(Data entries)
◆ ◆ ◆

//! Normalized fraction newtypes.
//!
//! These types prevent mixing up the two normalized coordinates that appear
//! throughout the wing definition: spanwise fraction and chordwise fraction.

use std::fmt;

/// Normalized spanwise coordinate: 0 at the root, 1 at the tip.
#[derive(Clone, Copy, Debug, PartialEq, PartialOrd)]
#[repr(transparent)]
pub struct Eta(f64);

impl Eta {
    /// Create a spanwise fraction.
    ///
    /// Debug builds assert the value is in [0, 1].
    pub fn new(value: f64) -> Self {
        debug_assert!(
            (0.0..=1.0).contains(&value),
            "Eta must be in [0, 1], got {}",
            value
        );
        Self(value)
    }

    /// The raw fraction.
    pub fn value(&self) -> f64 {
        self.0
    }
}

impl fmt::Display for Eta {
    fn fmt(&self, f: &mut fmt::Formatter<'_>) -> fmt::Result {
        write!(f, "eta={}", self.0)
    }
}

/// Normalized chordwise coordinate: 0 at the leading edge, 1 at the trailing edge.
#[derive(Clone, Copy, Debug, PartialEq, PartialOrd)]
#[repr(transparent)]
pub struct ChordFraction(f64);

impl ChordFraction {
    /// Create a chordwise fraction.
    ///
    /// Debug builds assert the value is in [0, 1].
    pub fn new(value: f64) -> Self {
        debug_assert!(
            (0.0..=1.0).contains(&value),
            "ChordFraction must be in [0, 1], got {}",
            value
        );
        Self(value)
    }

    /// The raw fraction.
    pub fn value(&self) -> f64 {
        self.0
    }
}

impl fmt::Display for ChordFraction {
    fn fmt(&self, f: &mut fmt::Formatter<'_>) -> fmt::Result {
        write!(f, "x/c={}", self.0)
    }
}
//! Strongly-typed geometric primitives shared by every module.
//!
//! This module provides newtypes and small structured types to make APIs
//! self-documenting and prevent parameter mix-ups.
//!
//! # Design Philosophy
//!
//! - **Newtypes prevent mix-ups**: `Eta(0.5)` vs `ChordFraction(0.5)` are distinct types
//! - **Named roles over raw indices**: `AxisFrame { chord, span, vertical }`
//! - **Zero-cost abstractions**: All newtypes are `#[repr(transparent)]`
//!
//! # Example
//!
//! ```
//! use stw_gen::types::{AxisFrame, Point3, Eta};
//!
//! let frame = AxisFrame::benchmark();
//! let p = Point3::new(2.0, 7.0, 0.1);
//!
//! // Component access by aerodynamic role, not by raw axis index
//! assert_eq!(frame.span(&p), 7.0);
//! assert_eq!(frame.chord(&p), 2.0);
//!
//! let eta = Eta::new(0.5);
//! assert_eq!(eta.value(), 0.5);
//! ```

mod frame;
mod fractions;
mod point;

pub use fractions::{ChordFraction, Eta};
pub use frame::{Axis, AxisFrame};
pub use point::{Point3, linear_edge};
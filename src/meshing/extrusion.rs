//! Hyperbolic extrusion option sets.

use serde::{Deserialize, Serialize};
use serde_json::{Map, Value};

use super::level::MeshLevel;

/// The option set handed to the hyperbolic volume-mesh extruder,
/// serialized as `wing_vol_<label>.json`.
///
/// Field names follow the extruder's option dictionary, so the JSON can
/// be loaded unchanged on the other side. Per-level fields come from the
/// [`MeshLevel`] schedule; everything else is shared by all levels.
#[derive(Clone, Debug, PartialEq, Serialize, Deserialize)]
pub struct ExtrusionOptions {
    // General options
    #[serde(rename = "inputFile")]
    pub input_file: String,
    #[serde(rename = "fileType")]
    pub file_type: String,
    #[serde(rename = "unattachedEdgesAreSymmetry")]
    pub unattached_edges_are_symmetry: bool,
    #[serde(rename = "outerFaceBC")]
    pub outer_face_bc: String,
    #[serde(rename = "autoConnect")]
    pub auto_connect: bool,
    #[serde(rename = "BC")]
    pub bc: Map<String, Value>,
    pub families: String,

    // Grid parameters
    #[serde(rename = "N")]
    pub n: usize,
    pub s0: f64,
    #[serde(rename = "marchDist")]
    pub march_dist: f64,
    #[serde(rename = "nConstantStart")]
    pub n_constant_start: usize,
    pub coarsen: usize,

    // Pseudo-grid parameters
    pub ps0: f64,
    #[serde(rename = "pGridRatio")]
    pub p_grid_ratio: f64,
    #[serde(rename = "cMax")]
    pub c_max: f64,

    // Smoothing parameters
    #[serde(rename = "epsE")]
    pub eps_e: f64,
    #[serde(rename = "epsI")]
    pub eps_i: f64,
    pub theta: f64,
    #[serde(rename = "volCoef")]
    pub vol_coef: f64,
    #[serde(rename = "volBlend")]
    pub vol_blend: f64,
    #[serde(rename = "volSmoothIter")]
    pub vol_smooth_iter: usize,
    pub kspreltol: f64,

    // Linear solver parameters
    #[serde(rename = "kspRelTol")]
    pub ksp_rel_tol: f64,
    #[serde(rename = "kspMaxIts")]
    pub ksp_max_its: usize,
    #[serde(rename = "kspSubspaceSize")]
    pub ksp_subspace_size: usize,
}

impl ExtrusionOptions {
    /// The archived option set for one level of the schedule.
    pub fn for_level(level: MeshLevel, surface_file: &str) -> Self {
        Self {
            input_file: surface_file.to_string(),
            file_type: "Plot3D".to_string(),
            unattached_edges_are_symmetry: true,
            outer_face_bc: "farfield".to_string(),
            auto_connect: true,
            bc: Map::new(),
            families: "wall".to_string(),
            n: level.n_grid(),
            s0: level.s0(),
            march_dist: level.march_dist(),
            n_constant_start: level.n_constant_start(),
            coarsen: level.coarsen(),
            ps0: -1.0,
            p_grid_ratio: -1.0,
            c_max: 1.0,
            eps_e: 1.0,
            eps_i: 2.0,
            theta: 3.0,
            vol_coef: 0.25,
            vol_blend: 1e-4,
            vol_smooth_iter: 100,
            kspreltol: 1e-8,
            ksp_rel_tol: 1e-10,
            ksp_max_its: 1500,
            ksp_subspace_size: 50,
        }
    }

    /// JSON file name for the level, e.g. `wing_vol_L2.json`.
    pub fn file_name(level: MeshLevel) -> String {
        format!("{}.json", level.mesh_name())
    }
}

◆ ◆ ◆

Each record shown above must be printed once more, exactly.

- [Answer box]:
//! Normalized fraction newtypes.
//!
//! These types prevent mixing up the two normalized coordinates that appear
//! throughout the wing definition: spanwise fraction and chordwise fraction.

use std::fmt;

/// Normalized spanwise coordinate: 0 at the root, 1 at the tip.
#[derive(Clone, Copy, Debug, PartialEq, PartialOrd)]
#[repr(transparent)]
pub struct Eta(f64);

impl Eta {
    /// Create a spanwise fraction.
    ///
    /// Debug builds assert the value is in [0, 1].
    pub fn new(value: f64) -> Self {
        debug_assert!(
            (0.0..=1.0).contains(&value),
            "Eta must be in [0, 1], got {}",
            value
        );
        Self(value)
    }

    /// The raw fraction.
    pub fn value(&self) -> f64 {
        self.0
    }
}

impl fmt::Display for Eta {
    fn fmt(&self, f: &mut fmt::Formatter<'_>) -> fmt::Result {
        write!(f, "eta={}", self.0)
    }
}

/// Normalized chordwise coordinate: 0 at the leading edge, 1 at the trailing edge.
#[derive(Clone, Copy, Debug, PartialEq, PartialOrd)]
#[repr(transparent)]
pub struct ChordFraction(f64);

impl ChordFraction {
    /// Create a chordwise fraction.
    ///
    /// Debug builds assert the value is in [0, 1].
    pub fn new(value: f64) -> Self {
        debug_assert!(
            (0.0..=1.0).contains(&value),
            "ChordFraction must be in [0, 1], got {}",
            value
        );
        Self(value)
    }

    /// The raw fraction.
    pub fn value(&self) -> f64 {
        self.0
    }
}

impl fmt::Display for ChordFraction {
    fn fmt(&self, f: &mut fmt::Formatter<'_>) -> fmt::Result {
        write!(f, "x/c={}", self.0)
    }
}
//! Strongly-typed geometric primitives shared by every module.
//!
//! This module provides newtypes and small structured types to make APIs
//! self-documenting and prevent parameter mix-ups.
//!
//! # Design Philosophy
//!
//! - **Newtypes prevent mix-ups**: `Eta(0.5)` vs `ChordFraction(0.5)` are distinct types
//! - **Named roles over raw indices**: `AxisFrame { chord, span, vertical }`
//! - **Zero-cost abstractions**: All newtypes are `#[repr(transparent)]`
//!
//! # Example
//!
//! ```
//! use stw_gen::types::{AxisFrame, Point3, Eta};
//!
//! let frame = AxisFrame::benchmark();
//! let p = Point3::new(2.0, 7.0, 0.1);
//!
//! // Component access by aerodynamic role, not by raw axis index
//! assert_eq!(frame.span(&p), 7.0);
//! assert_eq!(frame.chord(&p), 2.0);
//!
//! let eta = Eta::new(0.5);
//! assert_eq!(eta.value(), 0.5);
//! ```

mod frame;
mod fractions;
mod point;

pub use fractions::{ChordFraction, Eta};
pub use frame::{Axis, AxisFrame};
pub use point::{Point3, linear_edge};
filename src/meshing/extrusion.rs
//! Hyperbolic extrusion option sets.

use serde::{Deserialize, Serialize};
use serde_json::{Map, Value};

use super::level::MeshLevel;

/// The option set handed to the hyperbolic volume-mesh extruder,
/// serialized as `wing_vol_<label>.json`.
///
/// Field names follow the extruder's option dictionary, so the JSON can
/// be loaded unchanged on the other side. Per-level fields come from the
/// [`MeshLevel`] schedule; everything else is shared by all levels.
#[derive(Clone, Debug, PartialEq, Serialize, Deserialize)]
pub struct ExtrusionOptions {
    // General options
    #[serde(rename = "inputFile")]
    pub input_file: String,
    #[serde(rename = "fileType")]
    pub file_type: String,
    #[serde(rename = "unattachedEdgesAreSymmetry")]
    pub unattached_edges_are_symmetry: bool,
    #[serde(rename = "outerFaceBC")]
    pub outer_face_bc: String,
    #[serde(rename = "autoConnect")]
    pub auto_connect: bool,
    #[serde(rename = "BC")]
    pub bc: Map<String, Value>,
    pub families: String,

    // Grid parameters
    #[serde(rename = "N")]
    pub n: usize,
    pub s0: f64,
    #[serde(rename = "marchDist")]
    pub march_dist: f64,
    #[serde(rename = "nConstantStart")]
    pub n_constant_start: usize,
    pub coarsen: usize,

    // Pseudo-grid parameters
    pub ps0: f64,
    #[serde(rename = "pGridRatio")]
    pub p_grid_ratio: f64,
    #[serde(rename = "cMax")]
    pub c_max: f64,

    // Smoothing parameters
    #[serde(rename = "epsE")]
    pub eps_e: f64,
    #[serde(rename = "epsI")]
    pub eps_i: f64,
    pub theta: f64,
    #[serde(rename = "volCoef")]
    pub vol_coef: f64,
    #[serde(rename = "volBlend")]
    pub vol_blend: f64,
    #[serde(rename = "volSmoothIter")]
    pub vol_smooth_iter: usize,
    pub kspreltol: f64,

    // Linear solver parameters
    #[serde(rename = "kspRelTol")]
    pub ksp_rel_tol: f64,
    #[serde(rename = "kspMaxIts")]
    pub ksp_max_its: usize,
    #[serde(rename = "kspSubspaceSize")]
    pub ksp_subspace_size: usize,
}

impl ExtrusionOptions {
    /// The archived option set for one level of the schedule.
    pub fn for_level(level: MeshLevel, surface_file: &str) -> Self {
        Self {
            input_file: surface_file.to_string(),
            file_type: "Plot3D".to_string(),
            unattached_edges_are_symmetry: true,
            outer_face_bc: "farfield".to_string(),
            auto_connect: true,
            bc: Map::new(),
            families: "wall".to_string(),
            n: level.n_grid(),
            s0: level.s0(),
            march_dist: level.march_dist(),
            n_constant_start: level.n_constant_start(),
            coarsen: level.coarsen(),
            ps0: -1.0,
            p_grid_ratio: -1.0,
            c_max: 1.0,
            eps_e: 1.0,
            eps_i: 2.0,
            theta: 3.0,
            vol_coef: 0.25,
            vol_blend: 1e-4,
            vol_smooth_iter: 100,
            kspreltol: 1e-8,
            ksp_rel_tol: 1e-10,
            ksp_max_its: 1500,
            ksp_subspace_size: 50,
        }
    }

    /// JSON file name for the level, e.g. `wing_vol_L2.json`.
    pub fn file_name(level: MeshLevel) -> String {
        format!("{}.json", level.mesh_name())
    }
}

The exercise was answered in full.